L’obiettivo è quello di creare i presupposti per la creazione di uno strumento operativo che possa anche intercettare i finanziamenti necessari.

La prima riunione sulla filiera della castagna si è tenuta nei giorni scorsi sulla scia del grande successo della manifestazione sulla castagna carpinese e sulla farina di castagne a Vellano, che ha evidenziato ancora una volta il grande interesse che c’è per questo prodotto della natura, in tutte le sue derivazioni.

Il tema dell’incontro era la castanicoltura in generale e vi hanno preso parte diversi produttori locali, l’associazione Castanicoltori Lucchesi e quelli della Montagna Pistoiese, le associazioni di categoria Cia Toscana e Coldiretti, il Pav, il circolo di Vellano e il ricercatore Alberto Maltoni dell’Università di Firenze.
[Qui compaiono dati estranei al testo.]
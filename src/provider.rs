//! Messaging provider client (Twilio REST API)

use std::sync::Arc;

use async_trait::async_trait;
use log::debug;
use reqwest::{Client, Response};
use serde::Deserialize;

use crate::error::ProviderError;

const API_VERSION: &str = "2010-04-01";

#[derive(Debug, Clone, PartialEq)]
pub struct Credentials {
    pub account_sid: String,
    pub auth_token: String,
}

impl Credentials {
    /// Both values must be present and non-empty.
    pub fn from_parts(account_sid: Option<&str>, auth_token: Option<&str>) -> Option<Self> {
        match (account_sid, auth_token) {
            (Some(sid), Some(token)) if !sid.is_empty() && !token.is_empty() => Some(Self {
                account_sid: sid.to_string(),
                auth_token: token.to_string(),
            }),
            _ => None,
        }
    }
}

#[derive(Debug, Clone, PartialEq)]
pub struct OutboundSms {
    pub from: String,
    pub to: String,
    pub body: String,
}

#[derive(Debug, Clone, Deserialize)]
pub struct MessageReceipt {
    pub sid: String,
    #[serde(default)]
    pub status: Option<String>,
}

#[derive(Debug, Clone, Deserialize)]
pub struct AccountInfo {
    pub sid: String,
    pub friendly_name: String,
}

#[async_trait]
pub trait SmsProvider: Send + Sync {
    async fn send_message(&self, sms: &OutboundSms) -> Result<MessageReceipt, ProviderError>;

    async fn fetch_account(&self) -> Result<AccountInfo, ProviderError>;
}

/// Builds a provider client for the credentials carried by a request.
pub trait ProviderConnector: Send + Sync {
    fn connect(&self, credentials: &Credentials) -> Arc<dyn SmsProvider>;
}

pub struct TwilioConnector {
    http: Client,
    base_url: String,
}

impl TwilioConnector {
    pub fn new(base_url: impl Into<String>) -> Self {
        Self {
            http: Client::new(),
            base_url: base_url.into(),
        }
    }
}

impl ProviderConnector for TwilioConnector {
    fn connect(&self, credentials: &Credentials) -> Arc<dyn SmsProvider> {
        Arc::new(TwilioClient {
            http: self.http.clone(),
            base_url: self.base_url.clone(),
            credentials: credentials.clone(),
        })
    }
}

pub struct TwilioClient {
    http: Client,
    base_url: String,
    credentials: Credentials,
}

#[derive(Deserialize)]
struct TwilioErrorBody {
    code: Option<i64>,
    message: Option<String>,
}

impl TwilioClient {
    fn account_url(&self) -> String {
        format!(
            "{}/{}/Accounts/{}",
            self.base_url, API_VERSION, self.credentials.account_sid
        )
    }

    async fn decode<T: for<'de> Deserialize<'de>>(resp: Response) -> Result<T, ProviderError> {
        let status = resp.status();
        if status.is_success() {
            return resp
                .json::<T>()
                .await
                .map_err(|e| ProviderError::Decode(e.to_string()));
        }

        let text = resp.text().await.unwrap_or_default();
        let parsed = serde_json::from_str::<TwilioErrorBody>(&text).ok();
        let code = parsed.as_ref().and_then(|b| b.code);
        let message = parsed
            .and_then(|b| b.message)
            .filter(|m| !m.is_empty())
            .unwrap_or_else(|| {
                status
                    .canonical_reason()
                    .unwrap_or("Provider request failed")
                    .to_string()
            });

        Err(ProviderError::Api {
            status: status.as_u16(),
            code,
            message,
        })
    }
}

#[async_trait]
impl SmsProvider for TwilioClient {
    async fn send_message(&self, sms: &OutboundSms) -> Result<MessageReceipt, ProviderError> {
        debug!("POST Messages.json to {}", sms.to);
        let resp = self
            .http
            .post(format!("{}/Messages.json", self.account_url()))
            .basic_auth(&self.credentials.account_sid, Some(&self.credentials.auth_token))
            .form(&[
                ("Body", sms.body.as_str()),
                ("From", sms.from.as_str()),
                ("To", sms.to.as_str()),
            ])
            .send()
            .await?;

        Self::decode(resp).await
    }

    async fn fetch_account(&self) -> Result<AccountInfo, ProviderError> {
        let resp = self
            .http
            .get(format!("{}.json", self.account_url()))
            .basic_auth(&self.credentials.account_sid, Some(&self.credentials.auth_token))
            .send()
            .await?;

        Self::decode(resp).await
    }
}

#[cfg(test)]
mod tests {
    use super::*;
    use mockito::Matcher;

    fn creds() -> Credentials {
        Credentials {
            account_sid: "AC123".to_string(),
            auth_token: "secret".to_string(),
        }
    }

    #[test]
    fn test_credentials_require_both() {
        assert!(Credentials::from_parts(Some("AC1"), Some("tok")).is_some());
        assert!(Credentials::from_parts(Some("AC1"), None).is_none());
        assert!(Credentials::from_parts(Some(""), Some("tok")).is_none());
        assert!(Credentials::from_parts(None, None).is_none());
    }

    #[tokio::test]
    async fn test_send_message_posts_form() {
        let mut server = mockito::Server::new_async().await;
        let mock = server
            .mock("POST", "/2010-04-01/Accounts/AC123/Messages.json")
            .match_header("authorization", Matcher::Regex("^Basic ".to_string()))
            .match_body(Matcher::AllOf(vec![
                Matcher::UrlEncoded("To".into(), "+16175551234".into()),
                Matcher::UrlEncoded("From".into(), "+18005550100".into()),
                Matcher::UrlEncoded("Body".into(), "Hi Ana\nReply STOP to opt out.".into()),
            ]))
            .with_status(201)
            .with_header("content-type", "application/json")
            .with_body(r#"{"sid":"SM1","status":"queued"}"#)
            .create_async()
            .await;

        let client = TwilioConnector::new(server.url()).connect(&creds());
        let receipt = client
            .send_message(&OutboundSms {
                from: "+18005550100".to_string(),
                to: "+16175551234".to_string(),
                body: "Hi Ana\nReply STOP to opt out.".to_string(),
            })
            .await
            .unwrap();

        assert_eq!(receipt.sid, "SM1");
        assert_eq!(receipt.status.as_deref(), Some("queued"));
        mock.assert_async().await;
    }

    #[tokio::test]
    async fn test_send_message_surfaces_provider_message() {
        let mut server = mockito::Server::new_async().await;
        server
            .mock("POST", "/2010-04-01/Accounts/AC123/Messages.json")
            .with_status(400)
            .with_body(r#"{"code":21211,"message":"The 'To' number 123 is not a valid phone number.","status":400}"#)
            .create_async()
            .await;

        let client = TwilioConnector::new(server.url()).connect(&creds());
        let err = client
            .send_message(&OutboundSms {
                from: "+18005550100".to_string(),
                to: "123".to_string(),
                body: "hi".to_string(),
            })
            .await
            .unwrap_err();

        match &err {
            ProviderError::Api { status, code, .. } => {
                assert_eq!(*status, 400);
                assert_eq!(*code, Some(21211));
            }
            other => panic!("unexpected error: {other:?}"),
        }
        assert_eq!(err.to_string(), "The 'To' number 123 is not a valid phone number.");
    }

    #[tokio::test]
    async fn test_fetch_account() {
        let mut server = mockito::Server::new_async().await;
        server
            .mock("GET", "/2010-04-01/Accounts/AC123.json")
            .with_status(200)
            .with_body(r#"{"sid":"AC123","friendly_name":"Campaign HQ","status":"active"}"#)
            .create_async()
            .await;

        let client = TwilioConnector::new(server.url()).connect(&creds());
        let account = client.fetch_account().await.unwrap();
        assert_eq!(account.friendly_name, "Campaign HQ");
    }

    #[tokio::test]
    async fn test_fetch_account_unparseable_error_uses_status_text() {
        let mut server = mockito::Server::new_async().await;
        server
            .mock("GET", "/2010-04-01/Accounts/AC123.json")
            .with_status(401)
            .with_body("nope")
            .create_async()
            .await;

        let client = TwilioConnector::new(server.url()).connect(&creds());
        let err = client.fetch_account().await.unwrap_err();
        assert_eq!(err.to_string(), "Unauthorized");
        assert_eq!(err.status(), Some(401));
    }
}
Leggi anche:  I Vigili del fuoco in soccorso delle persone autistiche

“Sono certamente soddisfatto dell’esito della prima riunione – dice Fabio Bellandi – perché c’è l’intenzione comune di sviluppare la produzione della castagna, creare un soggetto comune che possa diventare interlocutore privilegiato degli enti regionali e nazionali che si occupano di questi temi. Abbiamo la possibilità di alimentare una filiera che potrebbe portare nuova occupazione, recuperare aree della montagna attualmente non utilizzate, creare nuovo interesse per la nostra realtà economica. Il primo passo è stato positivo, ora, a breve , convocheremo una nuova riunione per cominciare a elaborare un progetto vero e proprio sulla filiera della castagna”.